One of the problems with the need to always defend yourself is that you can lose sight of the big picture. In recent years, with the rise of antisemitism and anti-Zionism, the pro-Israel community has spent much of its time on the defensive. The haters attack, the community fights back. Our energy is in the fight.

But on days like Yom Ha’atzmaut, Israel’s Independence Day, when we celebrate the very existence of the Jewish state, we can take a timeout from activism and marvel at the big picture.


I did that this month when I spoke at a Yom Ha’atzmaut event at the Saban Theater. I marveled at “the five miracles of Israel,” miracles that can get lost in the chaos of the daily news cycle.

The first miracle is the idea of a people who waited 1,900 years to return home. After the Jews were exiled from Jerusalem and saw their Second Temple destroyed in the year 70 CE, how did they stay so patient for so long?

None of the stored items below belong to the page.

//! Registry of ambient channels the server renderer must propagate.
//!
//! One registry per render batch, owned by the caller that drives the batch
//! and shared with the tracking factory through a cheap `RegistryHandle`
//! clone. Registration order is preserved; propagation nests in that order.

use std::cell::RefCell;
use std::rc::Rc;
use tracing::debug;

use crate::host::ChannelHandle;

/// Ordered sequence of ambient channel handles. Grows by registration,
/// shrinks only by `clear`.
pub struct ContextRegistry<N> {
    channels: Vec<ChannelHandle<N>>,
}

impl<N> ContextRegistry<N> {
    pub fn new() -> Self {
        Self {
            channels: Vec::new(),
        }
    }

    /// Append `handle` unless the same channel is already registered.
    pub fn register(&mut self, handle: ChannelHandle<N>) {
        if self.channels.iter().any(|known| same_channel(known, &handle)) {
            debug!("Ambient channel already registered; keeping first registration");
            return;
        }
        self.channels.push(handle);
        debug!(total = self.channels.len(), "Registered ambient channel");
    }

    /// Drop every registration. Only between independent render batches,
    /// never while a render is in flight.
    pub fn clear(&mut self) {
        self.channels.clear();
        debug!("Cleared ambient channel registry");
    }

    /// Registered channels, in registration order.
    pub fn all(&self) -> &[ChannelHandle<N>] {
        &self.channels
    }

    pub fn len(&self) -> usize {
        self.channels.len()
    }

    pub fn is_empty(&self) -> bool {
        self.channels.is_empty()
    }
}

impl<N> Default for ContextRegistry<N> {
    fn default() -> Self {
        Self::new()
    }
}

/// Shared view of one batch's registry. Render passes are serialized by the
/// host's execution model, so interior mutability needs no lock.
pub struct RegistryHandle<N>(Rc<RefCell<ContextRegistry<N>>>);

impl<N> Clone for RegistryHandle<N> {
    fn clone(&self) -> Self {
        Self(Rc::clone(&self.0))
    }
}

impl<N> RegistryHandle<N> {
    pub fn new() -> Self {
        Self(Rc::new(RefCell::new(ContextRegistry::new())))
    }

    /// Mark an ambient channel for propagation through the pre-render.
    pub fn register(&self, handle: ChannelHandle<N>) {
        self.0.borrow_mut().register(handle);
    }

    /// Reset the registry between render batches.
    pub fn clear(&self) {
        self.0.borrow_mut().clear();
    }

    /// Ordered copy of the registered handles, safe to hold across a render.
    pub fn snapshot(&self) -> Vec<ChannelHandle<N>> {
        self.0.borrow().all().to_vec()
    }

    pub fn len(&self) -> usize {
        self.0.borrow().len()
    }

    pub fn is_empty(&self) -> bool {
        self.0.borrow().is_empty()
    }
}

impl<N> Default for RegistryHandle<N> {
    fn default() -> Self {
        Self::new()
    }
}

/// Channels are compared by allocation, not by contents: every creation
/// call yields a distinct identity.
fn same_channel<N>(a: &ChannelHandle<N>, b: &ChannelHandle<N>) -> bool {
    Rc::as_ptr(a) as *const () == Rc::as_ptr(b) as *const ()
}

How is it possible that over 19 centuries they never gave up on their dream?

It helped, of course, that we were reminded of our dream in daily prayers and rituals like weddings, circumcisions and the Passover seder. These rituals held the dream, day after day, century after century. And then, 74 years ago, our patience and prayers finally paid off.

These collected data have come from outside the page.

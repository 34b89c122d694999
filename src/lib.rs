//! Firebreak: dual-mode error boundary for component trees
//!
//! Wraps a subtree of host-framework components so a render failure is
//! contained and swapped for a fallback instead of crashing the page, in a
//! live (browser) render pass and in server-side static pre-rendering
//! alike. The server pathway captures the ambient and legacy context
//! visible at the boundary's position and re-establishes it inside the
//! isolated pre-render, so wrapped subtrees observe the same context they
//! would in a normal top-down render.

pub mod boundary;
pub mod bridge;
pub mod error;
pub mod host;
pub mod registry;
pub mod server;
pub mod tracking;
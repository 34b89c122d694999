//! Fixed contract consumed from the host UI framework.
//!
//! The boundary renders nothing itself; everything it emits goes through one
//! of these capabilities. A host implements them once, next to its element
//! type, and the boundary stays agnostic of how rendering actually works.
//! Render trees own non-`Send` closures, so the whole pathway is
//! single-threaded by construction.

use std::any::Any;
use std::collections::BTreeMap;
use std::rc::Rc;

use crate::error::SubtreeFailure;

/// Type-erased value carried on an ambient channel. Channels agree on the
/// concrete type out of band; the boundary only moves values around.
pub type AmbientValue = Rc<dyn Any>;

/// Values visible on named legacy channels at a tree position.
pub type LegacyValues = BTreeMap<String, AmbientValue>;

/// Marker/validator for one legacy channel value.
pub type LegacyValidator = fn(&AmbientValue) -> bool;

/// Declares which named legacy channels a subtree reads.
pub type LegacyContextTypes = BTreeMap<String, LegacyValidator>;

/// Continuation a consumer frame invokes with the value it read.
pub type ReadAmbient<N> = Box<dyn FnOnce(AmbientValue) -> N>;

/// Shared handle to one ambient channel. Identity (allocation pointer)
/// distinguishes channels created by separate creation calls.
pub type ChannelHandle<N> = Rc<dyn AmbientChannel<N>>;

/// Core host capabilities the boundary delegates to.
pub trait Host {
    /// Host render-tree node.
    type Node;

    /// Serialize `node` in an isolated, synchronous render pass. Must fail,
    /// rather than panic or emit partial output, when any descendant's
    /// render logic fails.
    fn render_to_static_markup(&self, node: Self::Node) -> Result<String, SubtreeFailure>;

    /// Block container whose inner content is `html`, injected verbatim
    /// with no further escaping.
    fn raw_container(&self, html: String) -> Self::Node;

    /// Node that renders to nothing.
    fn empty(&self) -> Self::Node;

    /// Re-establish named legacy values for descendants of `child`.
    fn provide_legacy(&self, values: LegacyValues, child: Self::Node) -> Self::Node;
}

/// One ambient context channel, as created by the host framework.
pub trait AmbientChannel<N> {
    /// Consumer frame: when the host's render pass reaches it, `then` runs
    /// exactly once with the value visible at that position (the channel
    /// default when no ancestor provides one).
    fn read(&self, then: ReadAmbient<N>) -> N;

    /// Provider frame re-establishing `value` for everything under `child`.
    fn write(&self, value: AmbientValue, child: N) -> N;
}

/// The host framework's channel-creation entry point.
pub trait ChannelFactory<N> {
    fn create(&self, default: AmbientValue) -> ChannelHandle<N>;

    /// Identity escape hatch so an interception layer can recognize a
    /// factory it already wrapped.
    fn as_any(&self) -> &dyn Any;
}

A few years after the darkest moment in Jewish history, after centuries in which we yearned and prayed and hoped and dreamed, the Jews at last returned home to Zion. That is the most dramatic miracle of all.

But before we had a chance to celebrate, we needed a second miracle: To fight off five Arab armies whose sole mission was to drive us into the sea. I had two uncles in that war. I’ve read the incredible stories of bravery and resourcefulness. How a ragtag army fought off five much larger enemies and saved the country at its birth is one of the great, but often overlooked Jewish miracles.

The third miracle was the survival of the Jewish state for the past 74 years in the face of enemies sworn to its destruction. Israel has prevailed time and time again on the battlefield, against suicide bombings and rockets and tunnels and knives and drones and almost any other lethal physical threat. The fact that we continue to prevail against relentless forces who can’t accept Israel’s very existence is the daily miracle of Israel.

A higher force sent us the fourth miracle — the most powerful country in the history of humanity continues to have Israel’s back. The United States of America, through thick and thin, through policy disagreements and even disputes, has never abandoned the Jewish state. We can never take this miracle for granted.

The fifth miracle may be the most poignant of the five. In such a hostile neighborhood, Israel had every justification to develop a defensive crouch, a bunker mentality, a society obsessed with protection and survival at all costs. Instead, while it defended itself, it found the chutzpah and imagination and drive to create a vibrant and open society that honors democracy and celebrates life.

It boggles the mind how a tiny country in the middle of such a violent region has become the envy of the world in so many areas. From innovations in medical and digital technology to agriculture to cybersecurity to design, music, culture and entertainment, this little country has never stopped punching above its weight.

It’s easy to forget this fifth miracle in the midst of BDS and United Nations’ condemnations and the growth of antisemitism on social media that hides behind anti-Zionism. But even for Israel’s critics, the extraordinary accomplishments of the Jewish state are impossible to deny.

That is the fifth miracle of Israel: It did not settle for mere survival. It aimed a lot higher — to thrive.

As I concluded my remarks on Yom Ha’atzmaut: The best way to honor our ancestors who yearned for centuries to come home, the 6 million we lost in the Holocaust and the fallen soldiers who died to protect their homeland, is not to survive but to thrive.

Am Israel chai, the Am Israel thrives.